[Stored items]
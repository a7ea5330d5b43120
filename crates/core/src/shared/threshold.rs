use std::sync::atomic::{AtomicU64, Ordering};
use std::sync::Arc;

/// Match-confidence threshold shared between the UI and the recognition thread.
///
/// Stored as the bit pattern of an `f64` in an atomic. Readers may observe a
/// value that is one write stale; no ordering with other memory is implied.
#[derive(Clone, Debug)]
pub struct SharedThreshold {
    bits: Arc<AtomicU64>,
}

impl SharedThreshold {
    pub fn new(value: f64) -> Self {
        let threshold = Self {
            bits: Arc::new(AtomicU64::new(0.0f64.to_bits())),
        };
        threshold.set(value);
        threshold
    }

    pub fn get(&self) -> f64 {
        f64::from_bits(self.bits.load(Ordering::Relaxed))
    }

    /// Stores `value` clamped to `[0, 1]`. NaN is ignored.
    pub fn set(&self, value: f64) {
        if value.is_nan() {
            log::warn!("Ignoring NaN match threshold");
            return;
        }
        self.bits
            .store(value.clamp(0.0, 1.0).to_bits(), Ordering::Relaxed);
    }

    /// Whether a match with `confidence` clears the current threshold.
    pub fn accepts(&self, confidence: f64) -> bool {
        confidence >= self.get()
    }
}

impl Default for SharedThreshold {
    fn default() -> Self {
        Self::new(crate::shared::constants::DEFAULT_MATCH_THRESHOLD)
    }
}

#[cfg(test)]
mod tests {
    use super::*;
    use approx::assert_relative_eq;
    use rstest::rstest;

    #[test]
    fn test_new_stores_value() {
        assert_relative_eq!(SharedThreshold::new(0.42).get(), 0.42);
    }

    #[test]
    fn test_default_threshold() {
        assert_relative_eq!(SharedThreshold::default().get(), 0.5);
    }

    #[rstest]
    #[case::below_range(-0.3, 0.0)]
    #[case::above_range(1.7, 1.0)]
    #[case::in_range(0.75, 0.75)]
    fn test_set_clamps(#[case] input: f64, #[case] expected: f64) {
        let t = SharedThreshold::new(0.5);
        t.set(input);
        assert_relative_eq!(t.get(), expected);
    }

    #[test]
    fn test_nan_is_ignored() {
        let t = SharedThreshold::new(0.6);
        t.set(f64::NAN);
        assert_relative_eq!(t.get(), 0.6);
    }

    #[test]
    fn test_clones_share_value() {
        let ui = SharedThreshold::new(0.5);
        let worker = ui.clone();
        ui.set(0.9);
        assert_relative_eq!(worker.get(), 0.9);
    }

    #[test]
    fn test_write_visible_from_other_thread() {
        let t = SharedThreshold::new(0.1);
        let reader = t.clone();
        std::thread::spawn(move || reader.set(0.8)).join().unwrap();
        assert_relative_eq!(t.get(), 0.8);
    }

    #[test]
    fn test_raising_threshold_only_turns_matches_unknown() {
        let confidences = [0.0, 0.2, 0.45, 0.5, 0.51, 0.8, 1.0];
        let thresholds = [0.0, 0.1, 0.3, 0.5, 0.7, 0.9, 1.0];
        let t = SharedThreshold::new(0.0);
        for &c in &confidences {
            let mut previously_accepted = true;
            for &th in &thresholds {
                t.set(th);
                let accepted = t.accepts(c);
                assert!(
                    previously_accepted || !accepted,
                    "confidence {c} became identified when threshold rose to {th}"
                );
                previously_accepted = accepted;
            }
        }
    }
}
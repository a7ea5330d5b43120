use crate::overlay::annotation_slot::AnnotationSlot;
use crate::shared::frame::Frame;

/// Presents frames to the user.
///
/// The surface receives the current annotation slots with every frame and
/// decides how to draw them; only the visible slots carry meaning.
pub trait DisplaySurface: Send {
    fn present(
        &mut self,
        frame: &Frame,
        annotations: &[AnnotationSlot],
    ) -> Result<(), Box<dyn std::error::Error>>;
}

What you will do: Could you copy out the data in full, exactly as it is written?

Answer for this exercise:
repository a7ea5330d5b43120
filename crates/core/src/shared/threshold.rs
use std::sync::atomic::{AtomicU64, Ordering};
use std::sync::Arc;

/// Match-confidence threshold shared between the UI and the recognition thread.
///
/// Stored as the bit pattern of an `f64` in an atomic. Readers may observe a
/// value that is one write stale; no ordering with other memory is implied.
#[derive(Clone, Debug)]
pub struct SharedThreshold {
    bits: Arc<AtomicU64>,
}

impl SharedThreshold {
    pub fn new(value: f64) -> Self {
        let threshold = Self {
            bits: Arc::new(AtomicU64::new(0.0f64.to_bits())),
        };
        threshold.set(value);
        threshold
    }

    pub fn get(&self) -> f64 {
        f64::from_bits(self.bits.load(Ordering::Relaxed))
    }

    /// Stores `value` clamped to `[0, 1]`. NaN is ignored.
    pub fn set(&self, value: f64) {
        if value.is_nan() {
            log::warn!("Ignoring NaN match threshold");
            return;
        }
        self.bits
            .store(value.clamp(0.0, 1.0).to_bits(), Ordering::Relaxed);
    }

    /// Whether a match with `confidence` clears the current threshold.
    pub fn accepts(&self, confidence: f64) -> bool {
        confidence >= self.get()
    }
}

impl Default for SharedThreshold {
    fn default() -> Self {
        Self::new(crate::shared::constants::DEFAULT_MATCH_THRESHOLD)
    }
}

#[cfg(test)]
mod tests {
    use super::*;
    use approx::assert_relative_eq;
    use rstest::rstest;

    #[test]
    fn test_new_stores_value() {
        assert_relative_eq!(SharedThreshold::new(0.42).get(), 0.42);
    }

    #[test]
    fn test_default_threshold() {
        assert_relative_eq!(SharedThreshold::default().get(), 0.5);
    }

    #[rstest]
    #[case::below_range(-0.3, 0.0)]
    #[case::above_range(1.7, 1.0)]
    #[case::in_range(0.75, 0.75)]
    fn test_set_clamps(#[case] input: f64, #[case] expected: f64) {
        let t = SharedThreshold::new(0.5);
        t.set(input);
        assert_relative_eq!(t.get(), expected);
    }

    #[test]
    fn test_nan_is_ignored() {
        let t = SharedThreshold::new(0.6);
        t.set(f64::NAN);
        assert_relative_eq!(t.get(), 0.6);
    }

    #[test]
    fn test_clones_share_value() {
        let ui = SharedThreshold::new(0.5);
        let worker = ui.clone();
        ui.set(0.9);
        assert_relative_eq!(worker.get(), 0.9);
    }

    #[test]
    fn test_write_visible_from_other_thread() {
        let t = SharedThreshold::new(0.1);
        let reader = t.clone();
        std::thread::spawn(move || reader.set(0.8)).join().unwrap();
        assert_relative_eq!(t.get(), 0.8);
    }

    #[test]
    fn test_raising_threshold_only_turns_matches_unknown() {
        let confidences = [0.0, 0.2, 0.45, 0.5, 0.51, 0.8, 1.0];
        let thresholds = [0.0, 0.1, 0.3, 0.5, 0.7, 0.9, 1.0];
        let t = SharedThreshold::new(0.0);
        for &c in &confidences {
            let mut previously_accepted = true;
            for &th in &thresholds {
                t.set(th);
                let accepted = t.accepts(c);
                assert!(
                    previously_accepted || !accepted,
                    "confidence {c} became identified when threshold rose to {th}"
                );
                previously_accepted = accepted;
            }
        }
    }
}
repository a7ea5330d5b43120
use crate::overlay::annotation_slot::AnnotationSlot;
use crate::shared::frame::Frame;

/// Presents frames to the user.
///
/// The surface receives the current annotation slots with every frame and
/// decides how to draw them; only the visible slots carry meaning.
pub trait DisplaySurface: Send {
    fn present(
        &mut self,
        frame: &Frame,
        annotations: &[AnnotationSlot],
    ) -> Result<(), Box<dyn std::error::Error>>;
}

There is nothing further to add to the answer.